§ **Saved data entries**:
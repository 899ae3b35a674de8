//! Integration tests for the conversation service

mod support;

use std::sync::Arc;

use chrono::Utc;
use daybook_core::ConversationService;
use daybook_domain::{ChatRole, DaybookError, ForecastRecord};
use support::repositories::InMemoryStore;
use support::scenarios;

const USER: &str = "user-1";

fn conversation(store: &InMemoryStore) -> ConversationService {
    let store = Arc::new(store.clone());
    ConversationService::new(store.clone(), store)
}

#[tokio::test]
async fn test_record_appends_in_order() {
    let store = InMemoryStore::new();
    let service = conversation(&store);

    service.record(USER, ChatRole::User, "  plan my week ").await.unwrap();
    service.record(USER, ChatRole::Assistant, "Sure").await.unwrap();

    let history = service.history(USER).await.unwrap();
    assert_eq!(history.len(), 2);
    assert_eq!(history[0].content, "plan my week");
    assert_eq!(history[0].role, ChatRole::User);
    assert_eq!(history[1].role, ChatRole::Assistant);
    assert!(history.iter().all(|message| message.timestamp.is_some()));
}

#[tokio::test]
async fn test_blank_message_is_rejected() {
    let store = InMemoryStore::new();
    let service = conversation(&store);

    let err = service.record(USER, ChatRole::User, "   ").await.unwrap_err();
    assert!(matches!(err, DaybookError::Validation(_)));
    assert!(service.history(USER).await.unwrap().is_empty());
}

#[tokio::test]
async fn test_clear_drops_messages_and_forecast() {
    let store = InMemoryStore::new().with_forecast(
        USER,
        ForecastRecord { data: scenarios("cached"), hash: "ab".repeat(32), timestamp: Utc::now() },
    );
    let service = conversation(&store);
    service.record(USER, ChatRole::User, "hello").await.unwrap();

    service.clear(USER).await.unwrap();

    assert!(service.history(USER).await.unwrap().is_empty());
    assert_eq!(store.forecast(USER), None);
}
//! Health check endpoint

use axum::extract::State;
use axum::http::StatusCode;
use axum::Json;

use super::AppState;
use crate::utils::health::HealthStatus;

/// Get service health status
///
/// Responds `503` only when the database is unreachable; a missing
/// generator key degrades the score but keeps the service live.
///
/// # Example Response
/// ```json
/// {
///   "is_healthy": true,
///   "score": 1.0,
///   "message": null,
///   "components": [
///     { "name": "database", "is_healthy": true, "message": null },
///     { "name": "generator", "is_healthy": true, "message": null }
///   ],
///   "timestamp": 1698765432
/// }
/// ```
pub async fn health(State(context): State<AppState>) -> (StatusCode, Json<HealthStatus>) {
    let status = context.health_check().await;
    let code = if status.component_healthy("database") {
        StatusCode::OK
    } else {
        StatusCode::SERVICE_UNAVAILABLE
    };
    (code, Json(status))
}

§ **Problem statement**: Could you restate, word for word, the lines above from the one with "# Example Response" to the one with "let status = context.health_check().await;", both included?

§ **Result of this task**:
/// # Example Response
/// ```json
/// {
///   "is_healthy": true,
///   "score": 1.0,
///   "message": null,
///   "components": [
///     { "name": "database", "is_healthy": true, "message": null },
///     { "name": "generator", "is_healthy": true, "message": null }
///   ],
///   "timestamp": 1698765432
/// }
/// ```
pub async fn health(State(context): State<AppState>) -> (StatusCode, Json<HealthStatus>) {
    let status = context.health_check().await;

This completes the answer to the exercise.